Hermeneutic length of a dictionary

##Context and purpose Hermeneutics is the science of interpretation of the human speech. Since this interpretation is founded on the adoption of a language, that dictionaries aim to define, it would be interesting to define the quality of a dictionary.

One of the measures of this quality could be what I call the hermeneutic length of a dictionary.

###Definition of the hermeneutic length Let's assume that a dictionary is simply a set of words, each related by its definition to other words of the dictionary. Then we see that by parsing recursively the definitions of all the words of a word's definition, with any start word, we can get soon or late back to the start word, no matter which path we followed through the definitions. This is what we call a loop.

We see that a word can have zero or several loops. We call hermeneutic length of a word the minimum loop length of this word.

###Score of a dictionary Based on this hermeneutic length of a word for a given dictionary, the puropose is to define a score function that takes into account the dictionary's size and that associates to every word an intuitive quantity (e.g. a percentage). Based on the scores of the dictionary's word, one should then be able to define a dictionary score function whose result should be an intuitive quantity representing the quality of the dictionary (e.g. a percentage).

The score function that has been chosen for the moment is the simplest one:
If w is a word, l the length of its shortest loop and N the size of the dictionary:

S(w) = l/N

So the total score of the dictionary S would be the sum of the scores of the dictionary's words:

S = Σ_w (S(w))

Another possibility would be the geometric score:

S = N*(Π_w (S(w)))^1/N

###Relevance of a word We do not consider a "word" every real word of the dictionary. The purpose is to concentrate on those that have a lexical meaning, not just a grammatical one. Concretely, only verbs, nouns, adjectives and adverbs of 2 or more letters.

##Project ###Modus operandi As a first step, the code must build a square boolean matrix of the same size as the dictionary. Each word will be associated to an integer ranging from 0 to N-1 via an index. Each line of the matrix will represend the corresponding word's definition, with true for each column corresponding to a word that appears in the line's word's definition, and false otherwise.

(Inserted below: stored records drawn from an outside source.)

//! The canonical query document, parsed from JSON into typed branches.
//!
//! ```json
//! {"query": {
//!     "marketing": {"customers": {"fields": ["id", "name"], "sortBy": "name"}},
//!     "FinanceEmployee": {"where": {"salary": {"$gt": 50000}}},
//!     "metadata": {"fields": ["types"]}
//! }}
//! ```

use crate::datatype::Value;
use crate::error::{EngineError, Result};

pub const METADATA: &str = "metadata";

fn invalid(message: impl Into<String>) -> EngineError {
    EngineError::InvalidQuery(message.into())
}

// ------------- Operators -------------
#[derive(Debug, Clone, Copy, PartialEq, Eq)]
pub enum Operator {
    Eq,
    Ne,
    Gt,
    Gte,
    Lt,
    Lte,
    Contains,
    StartsWith,
    EndsWith,
    In,
    Nin,
}
impl Operator {
    /// Accepts `gt` as well as `$gt`, in any case.
    pub fn parse(text: &str) -> Option<Operator> {
        let name = text.strip_prefix('$').unwrap_or(text).to_ascii_lowercase();
        let operator = match name.as_str() {
            "eq" => Operator::Eq,
            "ne" | "neq" => Operator::Ne,
            "gt" => Operator::Gt,
            "gte" => Operator::Gte,
            "lt" => Operator::Lt,
            "lte" => Operator::Lte,
            "contains" => Operator::Contains,
            "startswith" => Operator::StartsWith,
            "endswith" => Operator::EndsWith,
            "in" => Operator::In,
            "nin" => Operator::Nin,
            _ => return None,
        };
        Some(operator)
    }
}

#[derive(Debug, Clone, PartialEq)]
pub struct Condition {
    pub field: String,
    pub operator: Operator,
    pub operand: Value,
}

// ------------- Includes -------------
#[derive(Debug, Clone, PartialEq)]
pub enum Include {
    /// Every field of the related records.
    All,
    Fields(Vec<String>),
    Nested {
        fields: Option<Vec<String>>,
        include: IncludeSpec,
    },
}
impl Include {
    pub fn fields(&self) -> Option<&[String]> {
        match self {
            Include::All => None,
            Include::Fields(fields) => Some(fields.as_slice()),
            Include::Nested { fields, .. } => fields.as_deref(),
        }
    }
    pub fn nested(&self) -> Option<&IncludeSpec> {
        match self {
            Include::Nested { include, .. } if !include.is_empty() => Some(include),
            _ => None,
        }
    }
}

/// Relationship fields to attach, in request order.
#[derive(Debug, Clone, Default, PartialEq)]
pub struct IncludeSpec {
    entries: Vec<(String, Include)>,
}
impl IncludeSpec {
    pub fn new(entries: Vec<(String, Include)>) -> Self {
        Self { entries }
    }
    pub fn iter(&self) -> impl Iterator<Item = (&str, &Include)> {
        self.entries.iter().map(|(name, include)| (name.as_str(), include))
    }
    pub fn is_empty(&self) -> bool {
        self.entries.is_empty()
    }
    pub fn field_names(&self) -> impl Iterator<Item = &str> {
        self.entries.iter().map(|(name, _)| name.as_str())
    }

    /// `{"orders": true}`, `{"orders": ["id"]}`, `{"orders": {"fields": [...], "include": {...}}}`,
    /// or a bare list of relationship names. `false` leaves a relationship out.
    pub fn parse(node: &serde_json::Value) -> Result<IncludeSpec> {
        let mut entries = Vec::new();
        match node {
            serde_json::Value::Object(map) => {
                for (name, spec) in map {
                    let include = match spec {
                        serde_json::Value::Bool(true) => Include::All,
                        serde_json::Value::Bool(false) => continue,
                        serde_json::Value::Array(_) => Include::Fields(parse_field_list(spec)?),
                        serde_json::Value::Object(nested) => Include::Nested {
                            fields: match nested.get("fields") {
                                Some(fields) => parse_fields(fields)?,
                                None => None,
                            },
                            include: match nested.get("include") {
                                Some(include) => IncludeSpec::parse(include)?,
                                None => IncludeSpec::default(),
                            },
                        },
                        other => return Err(invalid(format!("include '{}' must be true, a list or an object, got {}", name, other))),
                    };
                    entries.push((name.clone(), include));
                }
            }
            serde_json::Value::Array(_) => {
                for name in parse_field_list(node)? {
                    entries.push((name, Include::All));
                }
            }
            other => return Err(invalid(format!("include must be an object or a list, got {}", other))),
        }
        Ok(IncludeSpec { entries })
    }
}

// ------------- Leaves -------------
#[derive(Debug, Clone, Copy, PartialEq, Eq, Default)]
pub enum SortOrder {
    #[default]
    Ascending,
    Descending,
}
impl SortOrder {
    pub fn parse(text: &str) -> Result<SortOrder> {
        match text.to_ascii_lowercase().as_str() {
            "asc" | "ascending" => Ok(SortOrder::Ascending),
            "desc" | "descending" => Ok(SortOrder::Descending),
            _ => Err(invalid(format!("unknown sort order '{}'", text))),
        }
    }
}

/// One collection request: what to filter, include, sort, page and project.
#[derive(Debug, Clone, Default, PartialEq)]
pub struct LeafQuery {
    /// `None` projects every field.
    pub fields: Option<Vec<String>>,
    pub conditions: Vec<Condition>,
    pub include: IncludeSpec,
    pub sort_by: Option<String>,
    pub sort_order: SortOrder,
    pub limit: Option<usize>,
    pub offset: Option<usize>,
    /// Explicit choice between a single object and an array when filtering.
    pub single_result: Option<bool>,
}
impl LeafQuery {
    /// A bare list is shorthand for `{"fields": [...]}`.
    pub fn parse(node: &serde_json::Value) -> Result<LeafQuery> {
        if node.is_array() {
            return Ok(LeafQuery {
                fields: parse_fields(node)?,
                ..LeafQuery::default()
            });
        }
        let map = node
            .as_object()
            .ok_or_else(|| invalid(format!("expected an object, got {}", node)))?;
        let mut leaf = LeafQuery::default();
        if let Some(fields) = map.get("fields") {
            leaf.fields = parse_fields(fields)?;
        }
        if let Some(filter) = map.get("where") {
            leaf.conditions = parse_where(filter)?;
        }
        if let Some(include) = map.get("include") {
            leaf.include = IncludeSpec::parse(include)?;
        }
        if let Some(sort_by) = map.get("sortBy") {
            match sort_by {
                serde_json::Value::String(field) if !field.is_empty() => leaf.sort_by = Some(field.clone()),
                serde_json::Value::Null => (),
                other => return Err(invalid(format!("sortBy must be a field name, got {}", other))),
            }
        }
        if let Some(order) = map.get("sortOrder") {
            match order {
                serde_json::Value::String(order) => leaf.sort_order = SortOrder::parse(order)?,
                serde_json::Value::Null => (),
                other => return Err(invalid(format!("sortOrder must be a string, got {}", other))),
            }
        }
        leaf.limit = parse_count(map.get("limit"), "limit")?;
        leaf.offset = parse_count(map.get("offset"), "offset")?;
        match map.get("singleResult") {
            None | Some(serde_json::Value::Null) => (),
            Some(serde_json::Value::Bool(single)) => leaf.single_result = Some(*single),
            Some(other) => return Err(invalid(format!("singleResult must be a boolean, got {}", other))),
        }
        Ok(leaf)
    }
    pub fn has_filter(&self) -> bool {
        !self.conditions.is_empty()
    }
}

fn parse_count(node: Option<&serde_json::Value>, name: &str) -> Result<Option<usize>> {
    match node {
        None | Some(serde_json::Value::Null) => Ok(None),
        Some(serde_json::Value::Number(n)) => match n.as_u64() {
            Some(count) => Ok(Some(usize::try_from(count).unwrap_or(usize::MAX))),
            None => Err(invalid(format!("{} must be a non-negative integer, got {}", name, n))),
        },
        Some(other) => Err(invalid(format!("{} must be a non-negative integer, got {}", name, other))),
    }
}

fn parse_field_list(node: &serde_json::Value) -> Result<Vec<String>> {
    let items = node
        .as_array()
        .ok_or_else(|| invalid(format!("expected a list of field names, got {}", node)))?;
    items
        .iter()
        .map(|item| {
            item.as_str()
                .map(str::to_string)
                .ok_or_else(|| invalid(format!("field names must be strings, got {}", item)))
        })
        .collect()
}

// `["*"]`, `"*"` and an empty list all mean every field.
fn parse_fields(node: &serde_json::Value) -> Result<Option<Vec<String>>> {
    let fields = match node {
        serde_json::Value::Null => return Ok(None),
        serde_json::Value::String(s) if s == "*" => return Ok(None),
        serde_json::Value::String(s) => vec![s.clone()],
        _ => parse_field_list(node)?,
    };
    if fields.is_empty() || fields.iter().any(|f| f == "*") {
        Ok(None)
    } else {
        Ok(Some(fields))
    }
}

fn parse_where(node: &serde_json::Value) -> Result<Vec<Condition>> {
    let map = match node {
        serde_json::Value::Object(map) => map,
        serde_json::Value::Null => return Ok(Vec::new()),
        other => return Err(invalid(format!("where must be an object, got {}", other))),
    };
    let mut conditions = Vec::new();
    for (field, spec) in map {
        match spec {
            serde_json::Value::Object(operators) => {
                for (name, operand) in operators {
                    let operator = Operator::parse(name)
                        .ok_or_else(|| invalid(format!("unknown operator '{}' on '{}'", name, field)))?;
                    if matches!(operator, Operator::In | Operator::Nin) && !operand.is_array() {
                        return Err(invalid(format!("operator '{}' on '{}' needs a list", name, field)));
                    }
                    conditions.push(Condition {
                        field: field.clone(),
                        operator,
                        operand: Value::from(operand),
                    });
                }
            }
            value => conditions.push(Condition {
                field: field.clone(),
                operator: Operator::Eq,
                operand: Value::from(value),
            }),
        }
    }
    Ok(conditions)
}

// ------------- Documents -------------
#[derive(Debug, Clone, PartialEq)]
pub enum Branch {
    /// Introspection; an empty list of sections means all of them.
    Metadata(Vec<String>),
    /// A type or collection queried directly by name.
    Type(LeafQuery),
    /// A namespace with its entity sub-queries.
    Namespace(Vec<(String, LeafQuery)>),
}

#[derive(Debug, Clone, Default, PartialEq)]
pub struct QueryDocument {
    branches: Vec<(String, Branch)>,
}
impl QueryDocument {
    /// Reads `{"query": {...}}`. A node carrying `fields` or `where`, or a bare field
    /// list, is a direct type query. Any other object is a namespace of entity queries.
    pub fn parse(document: &serde_json::Value) -> Result<QueryDocument> {
        let query = document
            .get("query")
            .ok_or_else(|| invalid("missing 'query'"))?
            .as_object()
            .ok_or_else(|| invalid("'query' must be an object"))?;
        let mut branches = Vec::new();
        for (key, node) in query {
            let branch = if key == METADATA {
                Branch::Metadata(match node.get("fields") {
                    Some(fields) => parse_fields(fields)?.unwrap_or_default(),
                    None => match node {
                        serde_json::Value::Array(_) => parse_fields(node)?.unwrap_or_default(),
                        _ => Vec::new(),
                    },
                })
            } else if node.is_array() {
                Branch::Type(LeafQuery::parse(node)?)
            } else {
                let map = node
                    .as_object()
                    .ok_or_else(|| invalid(format!("'{}' must be an object", key)))?;
                if map.contains_key("fields") || map.contains_key("where") {
                    Branch::Type(LeafQuery::parse(node)?)
                } else {
                    let mut entities = Vec::new();
                    for (entity, leaf) in map {
                        entities.push((entity.clone(), LeafQuery::parse(leaf)?));
                    }
                    Branch::Namespace(entities)
                }
            };
            branches.push((key.clone(), branch));
        }
        Ok(QueryDocument { branches })
    }
    pub fn branches(&self) -> &[(String, Branch)] {
        &self.branches
    }
    pub fn has_metadata(&self) -> bool {
        self.branches.iter().any(|(_, b)| matches!(b, Branch::Metadata(_)))
    }
}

Once this matrix is built, the hermeneutic length of a given word will be easily obtained by multiplying the matrix with itself a certain number of times (with && operator as multiplication and || operator as addition - even if it does not form a group, we don't care).

###Code plan

  • TransMatrix.java builds a TreeMap<String,TreeSet<String>> representation of the transition matrix. It is not factored yet and abundantly depends on the structure of the dictionary and of its HTML pages.
  • Scores.java is a source-independent score calculator. It takes a TreeMap<String,TreeSet<String>> representation of the transition matrix and builds the associated boolean matrix, from which it can the calculate different values such as the mean number of relevant words in a definition, the score of a word or the score of the dictionary.